As the number of drones goes up, and as the amount of time people spend playing with them also goes up, then the odds of a collision also go up. Given the current numbers, 1% flight-time/year and 1 million drones, and given the rate of increase of drone ownership and of specialised drone activities, including but not limited to business support ranging from real-estate photography on up, cutting that 1 collision in 187 year figure to something significantly less is not only possible but probable.

And all that it'll take for _serious_ regulations, with _serious_ penalties for trying to get around the regulations, would be one incident which kills or seriously hurts someone. There are many, many, MANY complete idiots out there. All that it would take would be for one guy to put just one drone into the flight deck glasshouse of just one Airbus on final approach to cause a problem for everyone who flies drones. Including those who abide by all the rules.

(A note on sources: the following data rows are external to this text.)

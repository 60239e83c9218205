//! # TUI Components
//!
//! All UI components for the terminal interface.
//!
//! ## Component Architecture
//!
//! ### Stateless Components (Props-Based Rendering)
//!
//! Display components that receive all data as fields, built each frame:
//! - `RoomHeader`: current room, connection state, "↓ New" affordance
//! - `RoomList`: sidebar with search, rooms and unread badges
//! - `Message`: a single chat message
//! - `ToastStack`, `Welcome`
//!
//! ### Stateful Components (Event-Driven)
//!
//! Persistent state lives in `TuiState`; a transient wrapper borrows it to
//! render, and the state handles `TuiEvent`s through `EventHandler`:
//! - `InputBox`: message composer
//! - `MessageList` / `MessageListState`: scrollable history with layout caching
//! - `CreateRoomDialog` / `CreateRoomState`: modal form
//!
//! Components never touch the controller. They read `ChatState` fields passed
//! in as props and emit high-level events that the runtime turns into
//! `Action`s.

pub mod create_room;
pub mod input_box;
pub mod message;
pub mod message_list;
pub mod room_header;
pub mod room_list;
pub mod toast;
pub mod welcome;

pub use create_room::{CreateRoomDialog, CreateRoomEvent, CreateRoomState};
pub use input_box::{InputBox, InputEvent};
pub use message_list::{MessageList, MessageListState};
pub use room_header::RoomHeader;
pub use room_list::RoomList;
pub use toast::ToastStack;
pub use welcome::Welcome;
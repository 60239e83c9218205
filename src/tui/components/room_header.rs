//! # RoomHeader Component
//!
//! One-line bar above the message list.
//!
//! ```text
//! # general · Channel conversation · 3 members          ● Connected  ↓ New
//! ```
//!
//! Stateless: every field is a prop. The left side describes the current
//! room, the right side shows the channel state and, when the viewport is
//! scrolled away from new messages, the "↓ New" affordance.

use ratatui::Frame;
use ratatui::layout::{Constraint, Layout, Rect};
use ratatui::style::{Color, Modifier, Style};
use ratatui::text::{Line, Span};
use ratatui::widgets::Paragraph;

use crate::core::model::Room;
use crate::tui::component::Component;

pub struct RoomHeader<'a> {
    pub room: Option<&'a Room>,
    pub connected: bool,
    pub has_unseen_content: bool,
    /// Shown in place of the room line when no room is selected.
    pub status_message: &'a str,
}

impl<'a> RoomHeader<'a> {
    fn room_line(&self) -> Line<'a> {
        let Some(room) = self.room else {
            return Line::from(Span::styled(
                self.status_message.to_string(),
                Style::default().fg(Color::DarkGray),
            ));
        };
        let marker = if room.is_private { "@ " } else { "# " };
        let dim = Style::default().fg(Color::DarkGray);
        Line::from(vec![
            Span::styled(
                format!("{marker}{}", room.name),
                Style::default().add_modifier(Modifier::BOLD),
            ),
            Span::styled(" · ", dim),
            Span::styled(room.subtitle().to_string(), dim),
            Span::styled(" · ", dim),
            Span::styled(room.members_label(), dim),
        ])
    }

    fn status_line(&self) -> Line<'a> {
        let mut spans = if self.connected {
            vec![Span::styled("● Connected", Style::default().fg(Color::Green))]
        } else {
            vec![Span::styled("○ Disconnected", Style::default().fg(Color::Red))]
        };
        if self.has_unseen_content {
            spans.push(Span::raw("  "));
            spans.push(Span::styled(
                "↓ New",
                Style::default()
                    .fg(Color::Yellow)
                    .add_modifier(Modifier::BOLD),
            ));
        }
        Line::from(spans).right_aligned()
    }
}

impl<'a> Component for RoomHeader<'a> {
    fn render(&mut self, frame: &mut Frame, area: Rect) {
        let [left, right] =
            Layout::horizontal([Constraint::Min(0), Constraint::Length(22)]).areas(area);
        frame.render_widget(Paragraph::new(self.room_line()), left);
        frame.render_widget(Paragraph::new(self.status_line()), right);
    }
}
use chrono::{DateTime, Utc};
use ratatui::buffer::Buffer;
use ratatui::layout::Rect;
use ratatui::style::{Color, Modifier, Style};
use ratatui::text::{Line, Span};
use ratatui::widgets::{Paragraph, Widget, Wrap};

use crate::core::format::{Fragment, avatar_color, format_message_text, format_time, sanitize};
use crate::core::model::{ChatMessage, initial};

/// Columns the message body is indented under the author line.
const BODY_INDENT: u16 = 4;

/// A single chat message.
///
/// ```text
///  A  alice  09:41
///     hello @bob, see https://example.com
/// ```
///
/// System messages (joins, leaves) render as one dim italic line without an
/// author. The author badge colour comes from the username so it is stable
/// across sessions.
///
/// # Height Calculation
///
/// [`calculate_height`](Self::calculate_height) predicts the rendered height
/// with `textwrap`, using options that match ratatui's `Paragraph` wrapping,
/// so the parent `MessageList` can lay out the scroll canvas without
/// rendering.
#[derive(Clone, Copy)]
pub struct Message<'a> {
    pub message: &'a ChatMessage,
    pub is_own: bool,
    pub now: DateTime<Utc>,
}

fn wrap_options(width: usize) -> textwrap::Options<'static> {
    textwrap::Options::new(width)
        .break_words(true)
        .word_separator(textwrap::WordSeparator::AsciiSpace)
}

fn wrapped_line_count(text: &str, width: u16) -> u16 {
    if width == 0 {
        return 1;
    }
    text.split('\n')
        .map(|line| textwrap::wrap(line, wrap_options(width as usize)).len().max(1) as u16)
        .sum()
}

impl<'a> Message<'a> {
    pub fn new(message: &'a ChatMessage, is_own: bool, now: DateTime<Utc>) -> Self {
        Self {
            message,
            is_own,
            now,
        }
    }

    pub fn calculate_height(message: &ChatMessage, width: u16) -> u16 {
        let text = sanitize(message.text.trim());
        if message.is_system {
            return wrapped_line_count(&text, width);
        }
        1 + wrapped_line_count(&text, width.saturating_sub(BODY_INDENT))
    }

    fn author_line(&self) -> Line<'a> {
        let color = avatar_color(&self.message.username);
        let name_style = if self.is_own {
            Style::default().fg(color).add_modifier(Modifier::BOLD | Modifier::UNDERLINED)
        } else {
            Style::default().fg(color).add_modifier(Modifier::BOLD)
        };
        let mut spans = vec![
            Span::styled(
                format!(" {} ", initial(&self.message.username)),
                Style::default().fg(Color::Black).bg(color),
            ),
            Span::raw("  "),
            Span::styled(sanitize(&self.message.username), name_style),
        ];
        if let Some(timestamp) = self.message.timestamp {
            spans.push(Span::styled(
                format!("  {}", format_time(timestamp, self.now)),
                Style::default().fg(Color::DarkGray),
            ));
        }
        Line::from(spans)
    }

    fn body_lines(&self) -> Vec<Line<'a>> {
        format_message_text(self.message.text.trim())
            .into_iter()
            .map(|fragments| {
                Line::from(
                    fragments
                        .into_iter()
                        .map(|fragment| match fragment {
                            Fragment::Text(text) => Span::raw(text),
                            Fragment::Link(url) => Span::styled(
                                url,
                                Style::default()
                                    .fg(Color::Cyan)
                                    .add_modifier(Modifier::UNDERLINED),
                            ),
                            Fragment::Mention(name) => Span::styled(
                                name,
                                Style::default()
                                    .fg(Color::Magenta)
                                    .add_modifier(Modifier::BOLD),
                            ),
                        })
                        .collect::<Vec<_>>(),
                )
            })
            .collect()
    }
}

impl<'a> Widget for Message<'a> {
    fn render(self, area: Rect, buf: &mut Buffer) {
        if self.message.is_system {
            Paragraph::new(sanitize(self.message.text.trim()))
                .style(
                    Style::default()
                        .fg(Color::DarkGray)
                        .add_modifier(Modifier::ITALIC),
                )
                .wrap(Wrap { trim: true })
                .render(area, buf);
            return;
        }

        let header = Rect { height: 1, ..area };
        Paragraph::new(self.author_line()).render(header, buf);

        let body = Rect {
            x: area.x + BODY_INDENT.min(area.width),
            y: area.y + 1,
            width: area.width.saturating_sub(BODY_INDENT),
            height: area.height.saturating_sub(1),
        };
        Paragraph::new(self.body_lines())
            .wrap(Wrap { trim: true })
            .render(body, buf);
    }
}

#[cfg(test)]
mod tests {
    use super::*;
    use ratatui::Terminal;
    use ratatui::backend::TestBackend;

    fn make_message(username: &str, text: &str, is_system: bool) -> ChatMessage {
        ChatMessage {
            id: None,
            room_id: "r1".to_string(),
            user_id: None,
            username: username.to_string(),
            text: text.to_string(),
            timestamp: None,
            is_system,
        }
    }

    #[test]
    fn calculate_height_single_line() {
        let message = make_message("alice", "Hello", false);
        assert_eq!(Message::calculate_height(&message, 80), 2);
    }

    #[test]
    fn calculate_height_wraps_body_under_indent() {
        let message = make_message("alice", "Hello world", false);
        // width 9 → body width 5: "Hello" | "world"
        assert_eq!(Message::calculate_height(&message, 9), 3);
    }

    #[test]
    fn calculate_height_counts_explicit_newlines() {
        let message = make_message("alice", "one\ntwo\nthree", false);
        assert_eq!(Message::calculate_height(&message, 80), 4);
    }

    #[test]
    fn calculate_height_system_message_has_no_author_line() {
        let message = make_message("System", "bob joined the room", true);
        assert_eq!(Message::calculate_height(&message, 80), 1);
    }

    #[test]
    fn render_keeps_markup_literal() {
        let message = make_message("mallory", "<b>hi</b> http://x.test", false);
        let backend = TestBackend::new(40, 2);
        let mut terminal = Terminal::new(backend).unwrap();
        terminal
            .draw(|f| f.render_widget(Message::new(&message, false, Utc::now()), f.area()))
            .unwrap();
        let text: String = terminal
            .backend()
            .buffer()
            .content()
            .iter()
            .map(|c| c.symbol())
            .collect();
        assert!(text.contains("mallory"));
        assert!(text.contains("<b>hi</b>"));
        assert!(text.contains("http://x.test"));
    }
}
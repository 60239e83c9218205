//! # Actions and Effects
//!
//! Everything that can happen in the client becomes an `Action`.
//! User presses Enter? That's `Action::Submit(text)`.
//! Server pushes a message? That's `Action::Channel(ChannelEvent::Server(..))`.
//!
//! A controller folds each action into its state and answers with the
//! `Effect`s the runtime must perform. No I/O happens in the controller.
//!
//! ```text
//! State + Action  →  update()  →  New State + Vec<Effect>
//! ```
//!
//! Time is an input too: controllers receive `now` with every action and
//! check their deadlines on `Action::Tick`.

use crate::core::model::CreateRoomForm;
use crate::net::{ChannelEvent, CreateRoomRequest, MessagePayload, OutboundEvent, RoomPayload};

#[derive(Debug, Clone, PartialEq)]
pub enum Action {
    /// Periodic clock tick; drives auto-join, typing idle, toast expiry and reload.
    Tick,
    Resize { width: u16, height: u16 },
    /// Terminal focus, standing in for page visibility.
    FocusChanged(bool),
    SelectRoom(String),
    /// Move the selection through the visible room list by `n` entries.
    CycleRoom(isize),
    Submit(String),
    /// A keystroke changed the message input.
    InputChanged,
    /// The message input lost focus.
    InputBlurred,
    ToggleDrawer,
    Search(String),
    OpenCreateRoom,
    CloseModal,
    SubmitCreateRoom(CreateRoomForm),
    GrantNotifications,
    Logout,
    Quit,
    Channel(ChannelEvent),
    MessagesLoaded {
        room_id: String,
        result: Result<Vec<MessagePayload>, String>,
    },
    /// Outcome of `POST /api/rooms`; `Err` carries the text to show.
    RoomCreated(Result<RoomPayload, String>),
}

/// Side effects requested by a controller.
#[derive(Debug, Clone, PartialEq)]
pub enum Effect {
    Emit(OutboundEvent),
    FetchMessages {
        room_id: String,
        page: u32,
        per_page: u32,
    },
    CreateRoom(CreateRoomRequest),
    PlaySound,
    DesktopNotification { title: String, body: String },
    /// Rebuild the controller from a fresh room list.
    Reload,
    Logout,
    Quit,
}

As a realistic measure, there _should_ be some kind of method for positively IDing drones on radar. There _should_ be some method to trace ownership. Yes, putting a transponder on each aircraft's motherboard can be defeated... but by definition that, of itself, would be illegal. And it would mean that cops would set up drone traps the way they currently run speed traps; wait for drones to fly overhead into a restricted zone, try to interrogate the transponder. No answer? Excellent. Illegal drone. It's gotta come down sooner or later, follow it with a cop drone, take pix of whoever recovers it, fine him heavily and confiscate it. You _know_ that's what will happen if drone owners don't voluntarily both clean up their act and self-police their hoppy.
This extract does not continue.